- **Problem description**
Scan the data below for the string "range". Copy every line where it appears.

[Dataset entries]
+--
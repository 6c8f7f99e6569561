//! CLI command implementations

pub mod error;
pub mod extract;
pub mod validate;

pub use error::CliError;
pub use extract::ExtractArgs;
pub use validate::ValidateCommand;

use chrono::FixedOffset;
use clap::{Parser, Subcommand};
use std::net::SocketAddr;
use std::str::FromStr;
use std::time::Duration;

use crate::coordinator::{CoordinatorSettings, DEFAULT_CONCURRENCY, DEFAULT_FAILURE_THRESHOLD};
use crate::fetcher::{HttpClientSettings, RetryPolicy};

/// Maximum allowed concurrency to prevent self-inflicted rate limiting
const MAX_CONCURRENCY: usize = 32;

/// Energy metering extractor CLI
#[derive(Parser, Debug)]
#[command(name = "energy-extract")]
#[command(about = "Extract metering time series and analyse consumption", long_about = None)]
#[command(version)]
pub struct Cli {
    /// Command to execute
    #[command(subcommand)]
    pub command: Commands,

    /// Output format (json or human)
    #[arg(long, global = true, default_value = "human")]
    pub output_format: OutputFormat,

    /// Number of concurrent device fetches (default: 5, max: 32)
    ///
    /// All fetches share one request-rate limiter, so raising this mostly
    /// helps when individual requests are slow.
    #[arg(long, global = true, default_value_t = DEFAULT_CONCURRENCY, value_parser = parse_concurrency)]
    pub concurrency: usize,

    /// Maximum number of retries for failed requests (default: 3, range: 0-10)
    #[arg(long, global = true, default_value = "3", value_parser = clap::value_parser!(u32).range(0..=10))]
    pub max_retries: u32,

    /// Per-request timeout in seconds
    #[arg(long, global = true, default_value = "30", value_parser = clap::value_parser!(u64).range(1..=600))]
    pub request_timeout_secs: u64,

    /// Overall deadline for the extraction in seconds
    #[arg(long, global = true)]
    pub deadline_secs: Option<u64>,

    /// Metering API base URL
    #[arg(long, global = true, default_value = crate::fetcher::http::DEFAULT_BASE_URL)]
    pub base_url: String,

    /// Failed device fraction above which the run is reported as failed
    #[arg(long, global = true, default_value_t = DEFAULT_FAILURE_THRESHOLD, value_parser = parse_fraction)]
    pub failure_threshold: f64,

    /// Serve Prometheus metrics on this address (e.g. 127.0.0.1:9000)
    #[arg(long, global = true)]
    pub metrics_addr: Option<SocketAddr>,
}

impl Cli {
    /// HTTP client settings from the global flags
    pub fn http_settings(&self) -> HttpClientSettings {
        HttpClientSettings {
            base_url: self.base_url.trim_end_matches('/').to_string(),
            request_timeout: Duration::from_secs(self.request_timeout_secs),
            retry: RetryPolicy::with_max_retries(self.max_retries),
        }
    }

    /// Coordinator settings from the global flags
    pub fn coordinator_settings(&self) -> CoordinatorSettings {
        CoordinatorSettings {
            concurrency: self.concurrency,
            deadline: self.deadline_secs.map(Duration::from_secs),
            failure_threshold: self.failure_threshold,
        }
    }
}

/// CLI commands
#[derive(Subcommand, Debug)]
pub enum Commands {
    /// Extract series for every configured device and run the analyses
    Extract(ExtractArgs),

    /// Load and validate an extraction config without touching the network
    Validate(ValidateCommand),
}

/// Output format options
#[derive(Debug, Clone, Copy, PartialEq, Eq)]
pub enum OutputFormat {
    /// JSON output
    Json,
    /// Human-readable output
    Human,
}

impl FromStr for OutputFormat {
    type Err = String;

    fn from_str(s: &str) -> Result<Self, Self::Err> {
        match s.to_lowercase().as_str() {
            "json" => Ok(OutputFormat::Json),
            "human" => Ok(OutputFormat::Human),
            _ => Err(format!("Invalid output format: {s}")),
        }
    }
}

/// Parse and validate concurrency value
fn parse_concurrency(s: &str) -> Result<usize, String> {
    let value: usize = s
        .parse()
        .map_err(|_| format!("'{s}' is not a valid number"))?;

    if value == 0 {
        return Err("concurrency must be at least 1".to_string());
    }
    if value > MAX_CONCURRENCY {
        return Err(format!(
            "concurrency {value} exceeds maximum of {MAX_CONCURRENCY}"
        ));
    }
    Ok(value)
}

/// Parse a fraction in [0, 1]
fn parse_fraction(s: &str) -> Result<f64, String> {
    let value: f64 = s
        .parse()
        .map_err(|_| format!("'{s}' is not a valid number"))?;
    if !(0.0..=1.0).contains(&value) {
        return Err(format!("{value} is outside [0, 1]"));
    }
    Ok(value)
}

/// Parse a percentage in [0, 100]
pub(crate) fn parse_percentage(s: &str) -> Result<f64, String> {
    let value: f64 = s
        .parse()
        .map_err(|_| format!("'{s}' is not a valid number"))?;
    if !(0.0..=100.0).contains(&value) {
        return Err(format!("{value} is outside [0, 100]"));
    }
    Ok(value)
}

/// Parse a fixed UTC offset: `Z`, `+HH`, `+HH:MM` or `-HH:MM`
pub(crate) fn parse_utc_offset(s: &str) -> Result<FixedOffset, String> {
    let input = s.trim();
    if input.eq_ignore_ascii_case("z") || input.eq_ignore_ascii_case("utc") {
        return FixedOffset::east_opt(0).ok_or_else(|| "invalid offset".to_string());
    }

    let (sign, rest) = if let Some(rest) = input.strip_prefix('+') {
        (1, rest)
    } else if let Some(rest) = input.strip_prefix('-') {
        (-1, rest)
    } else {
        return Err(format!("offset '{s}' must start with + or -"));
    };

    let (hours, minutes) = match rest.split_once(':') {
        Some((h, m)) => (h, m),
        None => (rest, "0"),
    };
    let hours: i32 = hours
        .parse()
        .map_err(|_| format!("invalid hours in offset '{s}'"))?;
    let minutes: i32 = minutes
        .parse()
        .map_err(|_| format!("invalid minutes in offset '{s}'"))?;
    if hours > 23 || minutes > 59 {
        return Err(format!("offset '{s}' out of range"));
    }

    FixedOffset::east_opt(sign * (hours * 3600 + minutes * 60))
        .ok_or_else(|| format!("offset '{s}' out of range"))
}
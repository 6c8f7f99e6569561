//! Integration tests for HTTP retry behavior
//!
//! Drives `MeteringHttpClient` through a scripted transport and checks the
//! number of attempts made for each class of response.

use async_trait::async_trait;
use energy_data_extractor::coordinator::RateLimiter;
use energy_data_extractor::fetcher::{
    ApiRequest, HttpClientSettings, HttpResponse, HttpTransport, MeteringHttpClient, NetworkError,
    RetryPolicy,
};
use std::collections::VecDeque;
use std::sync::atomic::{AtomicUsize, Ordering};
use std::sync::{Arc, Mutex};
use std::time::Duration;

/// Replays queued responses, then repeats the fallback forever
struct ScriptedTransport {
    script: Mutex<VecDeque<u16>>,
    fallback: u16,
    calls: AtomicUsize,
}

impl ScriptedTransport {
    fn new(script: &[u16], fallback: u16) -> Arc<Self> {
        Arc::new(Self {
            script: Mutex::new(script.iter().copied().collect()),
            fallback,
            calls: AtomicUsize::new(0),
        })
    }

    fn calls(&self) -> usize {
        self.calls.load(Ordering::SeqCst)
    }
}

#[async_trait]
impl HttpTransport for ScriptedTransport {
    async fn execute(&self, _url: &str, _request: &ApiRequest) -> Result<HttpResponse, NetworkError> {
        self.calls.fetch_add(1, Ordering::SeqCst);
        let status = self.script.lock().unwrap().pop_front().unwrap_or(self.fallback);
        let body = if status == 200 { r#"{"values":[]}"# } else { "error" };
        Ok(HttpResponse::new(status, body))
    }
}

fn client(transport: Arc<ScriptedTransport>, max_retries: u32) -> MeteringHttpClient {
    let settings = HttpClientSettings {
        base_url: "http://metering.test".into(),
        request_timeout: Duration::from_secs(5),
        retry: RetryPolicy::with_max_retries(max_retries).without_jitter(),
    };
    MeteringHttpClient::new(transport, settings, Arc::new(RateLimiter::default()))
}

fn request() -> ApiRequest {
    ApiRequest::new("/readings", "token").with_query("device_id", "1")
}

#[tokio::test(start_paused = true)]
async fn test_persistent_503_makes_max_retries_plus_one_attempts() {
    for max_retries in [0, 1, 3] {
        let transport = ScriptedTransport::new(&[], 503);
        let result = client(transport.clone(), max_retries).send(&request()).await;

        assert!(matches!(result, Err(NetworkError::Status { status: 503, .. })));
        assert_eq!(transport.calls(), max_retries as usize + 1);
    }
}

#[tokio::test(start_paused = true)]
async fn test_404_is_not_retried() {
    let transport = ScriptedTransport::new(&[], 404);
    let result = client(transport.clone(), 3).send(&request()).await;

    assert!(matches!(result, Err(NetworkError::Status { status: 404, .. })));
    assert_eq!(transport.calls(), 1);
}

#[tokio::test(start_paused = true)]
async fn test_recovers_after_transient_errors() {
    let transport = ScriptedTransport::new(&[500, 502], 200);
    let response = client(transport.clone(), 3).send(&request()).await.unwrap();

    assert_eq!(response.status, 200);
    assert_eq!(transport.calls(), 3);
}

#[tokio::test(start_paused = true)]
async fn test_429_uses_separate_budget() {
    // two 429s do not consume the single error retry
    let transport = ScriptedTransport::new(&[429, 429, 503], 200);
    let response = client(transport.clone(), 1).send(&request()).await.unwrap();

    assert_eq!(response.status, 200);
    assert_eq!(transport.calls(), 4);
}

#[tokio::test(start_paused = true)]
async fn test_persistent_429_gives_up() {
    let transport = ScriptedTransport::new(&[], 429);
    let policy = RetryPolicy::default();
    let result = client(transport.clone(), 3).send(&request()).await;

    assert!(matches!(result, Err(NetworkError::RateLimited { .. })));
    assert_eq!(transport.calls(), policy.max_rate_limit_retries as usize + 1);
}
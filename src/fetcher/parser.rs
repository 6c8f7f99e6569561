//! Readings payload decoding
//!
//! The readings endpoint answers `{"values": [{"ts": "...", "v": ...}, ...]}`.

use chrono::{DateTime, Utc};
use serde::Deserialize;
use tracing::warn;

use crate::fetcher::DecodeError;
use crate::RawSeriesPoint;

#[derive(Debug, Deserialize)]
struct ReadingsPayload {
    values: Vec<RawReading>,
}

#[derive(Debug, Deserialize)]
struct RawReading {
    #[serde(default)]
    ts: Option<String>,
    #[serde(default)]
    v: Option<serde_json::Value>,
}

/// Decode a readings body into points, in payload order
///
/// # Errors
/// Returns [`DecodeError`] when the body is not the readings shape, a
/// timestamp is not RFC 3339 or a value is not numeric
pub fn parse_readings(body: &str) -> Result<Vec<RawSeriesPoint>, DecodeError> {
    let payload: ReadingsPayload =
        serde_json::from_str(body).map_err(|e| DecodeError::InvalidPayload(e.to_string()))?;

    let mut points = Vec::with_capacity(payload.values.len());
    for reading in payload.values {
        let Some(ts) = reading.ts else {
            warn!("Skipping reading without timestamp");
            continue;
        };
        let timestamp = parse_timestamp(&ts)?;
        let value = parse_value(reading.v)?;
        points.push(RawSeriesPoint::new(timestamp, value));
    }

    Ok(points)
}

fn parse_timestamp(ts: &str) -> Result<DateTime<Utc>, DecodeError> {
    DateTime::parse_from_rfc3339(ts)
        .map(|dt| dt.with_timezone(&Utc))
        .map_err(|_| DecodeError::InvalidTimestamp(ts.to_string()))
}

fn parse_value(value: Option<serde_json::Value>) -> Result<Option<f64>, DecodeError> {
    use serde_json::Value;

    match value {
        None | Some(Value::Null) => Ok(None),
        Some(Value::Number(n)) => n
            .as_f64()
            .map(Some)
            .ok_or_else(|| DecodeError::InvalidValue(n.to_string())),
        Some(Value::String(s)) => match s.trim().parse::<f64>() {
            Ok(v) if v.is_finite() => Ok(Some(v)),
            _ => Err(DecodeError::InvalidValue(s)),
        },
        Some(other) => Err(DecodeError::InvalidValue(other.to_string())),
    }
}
+--
- **Answer to this task**
    /// Maximum number of retries for failed requests (default: 3, range: 0-10)
    #[arg(long, global = true, default_value = "3", value_parser = clap::value_parser!(u32).range(0..=10))]
    #[arg(long, global = true, default_value = "30", value_parser = clap::value_parser!(u64).range(1..=600))]
        return Err(format!("offset '{s}' out of range"));
        .ok_or_else(|| format!("offset '{s}' out of range"))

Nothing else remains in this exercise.